-- Task to carry out --
Look for the word "overflowed" in the entries and copy each line where it appears.

-- Entries shown --

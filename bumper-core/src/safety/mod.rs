//! Obstacle safety policy
//!
//! Distance thresholds shared by the state machine and diagnostics.

pub mod proximity;

pub use proximity::{ProximityZone, RESUME_DISTANCE_CM, STOP_DISTANCE_CM};
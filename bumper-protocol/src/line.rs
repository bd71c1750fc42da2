//! Line assembly for the serial command link
//!
//! Bytes arrive in arbitrary chunks; request lines end with `\n` and an
//! optional preceding `\r`.

use heapless::{String, Vec};

/// Longest request line kept by the firmware
pub const MAX_LINE_LEN: usize = 128;

/// Errors that can occur while assembling lines
#[derive(Debug, Clone, Copy, PartialEq, Eq)]
#[cfg_attr(feature = "defmt", derive(defmt::Format))]
pub enum LineError {
    /// Line exceeded the buffer and was discarded
    Overflow,
    /// Line is not valid UTF-8
    InvalidUtf8,
}

/// Accumulates bytes into complete lines
#[derive(Debug, Clone, Default)]
pub struct LineBuffer<const N: usize = MAX_LINE_LEN> {
    buffer: Vec<u8, N>,
    /// A `\r` was seen and not yet stored; it is dropped if `\n` follows
    pending_cr: bool,
    overflowed: bool,
}

impl<const N: usize> LineBuffer<N> {
    /// Create an empty line buffer
    pub fn new() -> Self {
        Self {
            buffer: Vec::new(),
            pending_cr: false,
            overflowed: false,
        }
    }

    /// Discard any partial line
    pub fn reset(&mut self) {
        self.buffer.clear();
        self.pending_cr = false;
        self.overflowed = false;
    }

    /// Feed a single byte
    ///
    /// Returns `Ok(Some(line))` at the end of a line (without terminator),
    /// `Ok(None)` when more bytes are needed. An overlong line is dropped
    /// as a whole and reported once its terminator arrives.
    pub fn feed(&mut self, byte: u8) -> Result<Option<String<N>>, LineError> {
        match byte {
            b'\n' => {
                let overflowed = self.overflowed;
                let bytes = core::mem::take(&mut self.buffer);
                self.reset();

                if overflowed {
                    return Err(LineError::Overflow);
                }

                String::from_utf8(bytes)
                    .map(Some)
                    .map_err(|_| LineError::InvalidUtf8)
            }
            b'\r' => {
                // A bare `\r` followed by another one is line data
                if self.pending_cr {
                    self.push(b'\r');
                }
                self.pending_cr = true;
                Ok(None)
            }
            _ => {
                if self.pending_cr {
                    self.pending_cr = false;
                    self.push(b'\r');
                }
                self.push(byte);
                Ok(None)
            }
        }
    }

    /// Store a byte, marking the line overflowed once it no longer fits
    fn push(&mut self, byte: u8) {
        if self.overflowed {
            return;
        }
        if self.buffer.push(byte).is_err() {
            self.overflowed = true;
            self.buffer.clear();
        }
    }
}

#[cfg(test)]
mod tests {
    use super::*;

    fn feed_all<const N: usize>(
        buffer: &mut LineBuffer<N>,
        bytes: &[u8],
    ) -> Option<Result<String<N>, LineError>> {
        for &byte in bytes {
            match buffer.feed(byte) {
                Ok(Some(line)) => return Some(Ok(line)),
                Ok(None) => {}
                Err(e) => return Some(Err(e)),
            }
        }
        None
    }

    #[test]
    fn test_crlf_line() {
        let mut buffer: LineBuffer = LineBuffer::new();
        let line = feed_all(&mut buffer, b"GET /drive?ud=5 HTTP/1.1\r\n");
        assert_eq!(line.unwrap().unwrap().as_str(), "GET /drive?ud=5 HTTP/1.1");
    }

    #[test]
    fn test_lf_line_and_partial_input() {
        let mut buffer: LineBuffer = LineBuffer::new();
        assert!(feed_all(&mut buffer, b"/drive?").is_none());
        let line = feed_all(&mut buffer, b"lr=3\n");
        assert_eq!(line.unwrap().unwrap().as_str(), "/drive?lr=3");
    }

    #[test]
    fn test_empty_line() {
        let mut buffer: LineBuffer = LineBuffer::new();
        let line = feed_all(&mut buffer, b"\r\n");
        assert_eq!(line.unwrap().unwrap().as_str(), "");
    }

    #[test]
    fn test_overflow_discards_line() {
        let mut buffer: LineBuffer<8> = LineBuffer::new();
        let result = feed_all(&mut buffer, b"0123456789\n");
        assert_eq!(result, Some(Err(LineError::Overflow)));

        // Next line is unaffected
        let line = feed_all(&mut buffer, b"ok\n");
        assert_eq!(line.unwrap().unwrap().as_str(), "ok");
    }

    #[test]
    fn test_full_line_with_crlf() {
        let mut buffer: LineBuffer<8> = LineBuffer::new();
        let line = feed_all(&mut buffer, b"01234567\r\n");
        assert_eq!(line.unwrap().unwrap().as_str(), "01234567");

        let line = feed_all(&mut buffer, b"01234567\n");
        assert_eq!(line.unwrap().unwrap().as_str(), "01234567");

        let result = feed_all(&mut buffer, b"012345678\r\n");
        assert_eq!(result, Some(Err(LineError::Overflow)));
    }

    #[test]
    fn test_inner_cr_is_kept() {
        let mut buffer: LineBuffer = LineBuffer::new();
        let line = feed_all(&mut buffer, b"a\rb\r\r\n");
        assert_eq!(line.unwrap().unwrap().as_str(), "a\rb\r");
    }

    #[test]
    fn test_invalid_utf8() {
        let mut buffer: LineBuffer = LineBuffer::new();
        let result = feed_all(&mut buffer, &[0xFF, 0xFE, b'\n']);
        assert_eq!(result, Some(Err(LineError::InvalidUtf8)));
    }
}
//! Actuator traits
//!
//! The control loop drives the vehicle only through these traits, so the
//! same loop runs against the RP2040 peripherals and host-side fakes.

/// Errors reported by actuator implementations
#[derive(Debug, Clone, Copy, PartialEq, Eq)]
#[cfg_attr(feature = "defmt", derive(defmt::Format))]
pub enum ActuatorError {
    /// A direction or enable pin could not be driven
    Pin,
    /// The PWM peripheral rejected the duty cycle
    Pwm,
}

/// Drive motor output
pub trait DriveOutput {
    /// Apply a signed throttle, -255..=255 (negative = reverse)
    ///
    /// Values outside the range are clamped by the implementation.
    fn set_throttle(&mut self, throttle: i32) -> Result<(), ActuatorError>;
}

/// Steering output
pub trait SteeringOutput {
    /// Apply a signed turn, -255..=255
    ///
    /// Values outside the range are clamped by the implementation.
    fn set_turn(&mut self, turn: i32) -> Result<(), ActuatorError>;
}
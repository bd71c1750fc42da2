//! H-bridge drive motor
//!
//! This driver provides:
//! - Signed throttle (-255..=255) mapped to a speed duty cycle
//! - Direction selection through two direction pins
//! - Both direction pins low (coast) at zero throttle
//!
//! Works with any `embedded-hal` 1.0 output pins and PWM channel, e.g.
//! L298N or TB6612 style drivers.

use core::cmp::Ordering;

use bumper_core::traits::{ActuatorError, DriveOutput};
use embedded_hal::digital::OutputPin;
use embedded_hal::pwm::SetDutyCycle;

/// Throttle magnitude that maps to full duty
pub const FULL_THROTTLE: i32 = 255;

/// Drive motor behind an H-bridge
pub struct HBridgeDrive<F, B, S> {
    forward: F,
    back: B,
    speed: S,
    /// Last throttle applied (after clamping)
    throttle: i32,
}

impl<F, B, S> HBridgeDrive<F, B, S>
where
    F: OutputPin,
    B: OutputPin,
    S: SetDutyCycle,
{
    /// Create a new drive and make sure the motor is off
    pub fn new(forward: F, back: B, speed: S) -> Result<Self, ActuatorError> {
        let mut drive = Self {
            forward,
            back,
            speed,
            throttle: 0,
        };
        drive.set_throttle(0)?;
        Ok(drive)
    }

    /// Last applied throttle
    pub fn throttle(&self) -> i32 {
        self.throttle
    }

    /// Apply a signed throttle
    pub fn set_throttle(&mut self, throttle: i32) -> Result<(), ActuatorError> {
        let throttle = throttle.clamp(-FULL_THROTTLE, FULL_THROTTLE);
        let magnitude = throttle.unsigned_abs() as u16;

        self.speed
            .set_duty_cycle_fraction(magnitude, FULL_THROTTLE as u16)
            .map_err(|_| ActuatorError::Pwm)?;

        let (forward, back) = match throttle.cmp(&0) {
            Ordering::Greater => (true, false),
            Ordering::Less => (false, true),
            Ordering::Equal => (false, false),
        };
        self.forward
            .set_state(forward.into())
            .map_err(|_| ActuatorError::Pin)?;
        self.back
            .set_state(back.into())
            .map_err(|_| ActuatorError::Pin)?;

        self.throttle = throttle;
        Ok(())
    }

    /// Release the pins and PWM channel
    pub fn release(self) -> (F, B, S) {
        (self.forward, self.back, self.speed)
    }
}

impl<F, B, S> DriveOutput for HBridgeDrive<F, B, S>
where
    F: OutputPin,
    B: OutputPin,
    S: SetDutyCycle,
{
    fn set_throttle(&mut self, throttle: i32) -> Result<(), ActuatorError> {
        HBridgeDrive::set_throttle(self, throttle)
    }
}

-- Solution to this problem --
    overflowed: bool,
            overflowed: false,
        self.overflowed = false;
                let overflowed = self.overflowed;
                if overflowed {
    /// Store a byte, marking the line overflowed once it no longer fits
        if self.overflowed {
            self.overflowed = true;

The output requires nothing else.